== Segment start ==

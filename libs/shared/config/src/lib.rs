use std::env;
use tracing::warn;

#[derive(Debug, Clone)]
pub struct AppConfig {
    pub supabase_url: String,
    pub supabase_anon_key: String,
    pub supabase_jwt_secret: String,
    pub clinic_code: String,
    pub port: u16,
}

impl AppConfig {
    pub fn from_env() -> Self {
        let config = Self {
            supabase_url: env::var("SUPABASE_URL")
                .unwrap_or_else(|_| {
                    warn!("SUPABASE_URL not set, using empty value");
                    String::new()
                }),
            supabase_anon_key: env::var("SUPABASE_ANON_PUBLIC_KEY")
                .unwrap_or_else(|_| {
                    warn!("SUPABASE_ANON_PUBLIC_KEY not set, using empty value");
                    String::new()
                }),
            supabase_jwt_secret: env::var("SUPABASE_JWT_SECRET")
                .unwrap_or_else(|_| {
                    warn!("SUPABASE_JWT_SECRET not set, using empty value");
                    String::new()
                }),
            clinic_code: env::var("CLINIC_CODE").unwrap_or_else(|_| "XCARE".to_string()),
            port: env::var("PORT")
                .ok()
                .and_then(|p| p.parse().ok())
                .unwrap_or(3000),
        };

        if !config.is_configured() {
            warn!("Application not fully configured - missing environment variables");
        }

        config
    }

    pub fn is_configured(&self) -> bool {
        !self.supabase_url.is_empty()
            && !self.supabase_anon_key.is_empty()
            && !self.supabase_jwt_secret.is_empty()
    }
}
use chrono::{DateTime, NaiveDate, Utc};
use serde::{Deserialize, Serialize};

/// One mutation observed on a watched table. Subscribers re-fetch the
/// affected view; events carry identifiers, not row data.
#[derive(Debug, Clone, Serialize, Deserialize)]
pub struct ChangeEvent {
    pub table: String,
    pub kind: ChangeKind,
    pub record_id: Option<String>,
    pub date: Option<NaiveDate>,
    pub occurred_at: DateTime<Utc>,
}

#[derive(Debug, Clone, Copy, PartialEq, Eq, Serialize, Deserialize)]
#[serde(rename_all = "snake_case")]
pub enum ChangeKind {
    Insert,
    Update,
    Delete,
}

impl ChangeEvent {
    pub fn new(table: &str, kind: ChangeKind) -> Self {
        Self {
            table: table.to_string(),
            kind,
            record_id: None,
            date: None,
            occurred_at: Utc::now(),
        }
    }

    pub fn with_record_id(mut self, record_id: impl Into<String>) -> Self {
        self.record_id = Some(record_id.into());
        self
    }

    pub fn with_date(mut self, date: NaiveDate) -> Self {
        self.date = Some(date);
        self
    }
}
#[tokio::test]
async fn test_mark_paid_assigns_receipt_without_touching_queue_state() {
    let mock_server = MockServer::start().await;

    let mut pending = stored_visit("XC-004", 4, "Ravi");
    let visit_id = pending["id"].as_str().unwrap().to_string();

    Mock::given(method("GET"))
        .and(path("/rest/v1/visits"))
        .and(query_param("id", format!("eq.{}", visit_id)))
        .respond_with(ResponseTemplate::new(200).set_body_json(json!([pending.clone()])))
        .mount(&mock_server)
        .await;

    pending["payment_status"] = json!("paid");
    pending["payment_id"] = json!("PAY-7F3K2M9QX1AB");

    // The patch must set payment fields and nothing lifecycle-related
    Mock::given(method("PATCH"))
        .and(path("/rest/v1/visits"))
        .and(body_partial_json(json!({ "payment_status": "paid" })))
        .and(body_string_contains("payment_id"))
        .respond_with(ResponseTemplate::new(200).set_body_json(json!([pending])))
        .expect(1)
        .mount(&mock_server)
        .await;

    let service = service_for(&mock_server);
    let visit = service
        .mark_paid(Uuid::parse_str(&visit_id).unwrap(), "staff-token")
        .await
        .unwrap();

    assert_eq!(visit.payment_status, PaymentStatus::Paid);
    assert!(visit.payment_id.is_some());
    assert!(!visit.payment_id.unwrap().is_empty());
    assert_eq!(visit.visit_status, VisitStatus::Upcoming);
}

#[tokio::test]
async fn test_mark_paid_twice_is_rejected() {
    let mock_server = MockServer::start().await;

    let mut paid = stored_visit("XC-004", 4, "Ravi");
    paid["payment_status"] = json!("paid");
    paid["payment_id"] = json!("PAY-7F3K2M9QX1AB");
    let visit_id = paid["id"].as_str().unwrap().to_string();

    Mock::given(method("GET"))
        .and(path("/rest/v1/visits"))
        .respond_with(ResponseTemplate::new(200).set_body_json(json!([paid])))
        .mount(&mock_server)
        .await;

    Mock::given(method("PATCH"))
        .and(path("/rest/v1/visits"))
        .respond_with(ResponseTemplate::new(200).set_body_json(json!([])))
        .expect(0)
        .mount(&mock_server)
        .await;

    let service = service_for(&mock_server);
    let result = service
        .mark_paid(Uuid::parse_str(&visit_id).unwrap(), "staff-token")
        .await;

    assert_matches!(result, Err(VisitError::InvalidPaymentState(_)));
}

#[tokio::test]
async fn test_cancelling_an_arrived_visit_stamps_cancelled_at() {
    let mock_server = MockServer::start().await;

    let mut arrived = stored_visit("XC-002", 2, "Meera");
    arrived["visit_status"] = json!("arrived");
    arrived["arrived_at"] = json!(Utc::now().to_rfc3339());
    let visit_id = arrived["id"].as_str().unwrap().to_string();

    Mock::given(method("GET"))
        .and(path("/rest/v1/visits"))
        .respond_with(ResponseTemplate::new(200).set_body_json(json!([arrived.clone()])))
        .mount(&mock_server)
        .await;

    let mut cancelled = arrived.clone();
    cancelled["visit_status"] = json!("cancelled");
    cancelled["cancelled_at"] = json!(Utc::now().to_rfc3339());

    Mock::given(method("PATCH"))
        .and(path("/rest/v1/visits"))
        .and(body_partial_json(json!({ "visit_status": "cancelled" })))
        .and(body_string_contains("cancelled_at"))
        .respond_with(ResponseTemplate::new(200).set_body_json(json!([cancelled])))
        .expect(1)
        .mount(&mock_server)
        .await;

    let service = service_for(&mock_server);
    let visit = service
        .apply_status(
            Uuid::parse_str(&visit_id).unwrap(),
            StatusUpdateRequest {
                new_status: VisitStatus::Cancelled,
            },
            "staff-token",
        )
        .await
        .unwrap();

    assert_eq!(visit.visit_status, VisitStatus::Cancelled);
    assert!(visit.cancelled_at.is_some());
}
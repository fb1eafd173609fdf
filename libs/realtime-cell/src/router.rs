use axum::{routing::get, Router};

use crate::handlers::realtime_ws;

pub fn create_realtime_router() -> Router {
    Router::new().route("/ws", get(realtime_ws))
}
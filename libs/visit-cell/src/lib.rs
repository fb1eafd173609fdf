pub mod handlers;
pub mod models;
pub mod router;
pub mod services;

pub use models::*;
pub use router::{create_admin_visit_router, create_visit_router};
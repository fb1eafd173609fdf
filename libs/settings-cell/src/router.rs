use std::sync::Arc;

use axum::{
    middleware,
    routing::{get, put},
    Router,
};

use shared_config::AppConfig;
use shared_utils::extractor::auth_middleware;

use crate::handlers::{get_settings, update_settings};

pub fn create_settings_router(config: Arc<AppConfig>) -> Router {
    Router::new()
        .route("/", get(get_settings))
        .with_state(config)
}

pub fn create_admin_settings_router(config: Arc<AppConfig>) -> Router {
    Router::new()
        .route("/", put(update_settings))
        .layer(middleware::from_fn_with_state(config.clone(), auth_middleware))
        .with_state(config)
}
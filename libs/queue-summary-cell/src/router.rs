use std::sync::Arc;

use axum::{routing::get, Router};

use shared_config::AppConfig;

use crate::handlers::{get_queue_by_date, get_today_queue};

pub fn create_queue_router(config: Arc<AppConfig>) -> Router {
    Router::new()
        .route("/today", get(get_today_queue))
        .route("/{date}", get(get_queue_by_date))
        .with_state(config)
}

== Segment end ==

# Exercise:
Give the number of lines in the listing that include the word "value", without any added words.

# Task output:
3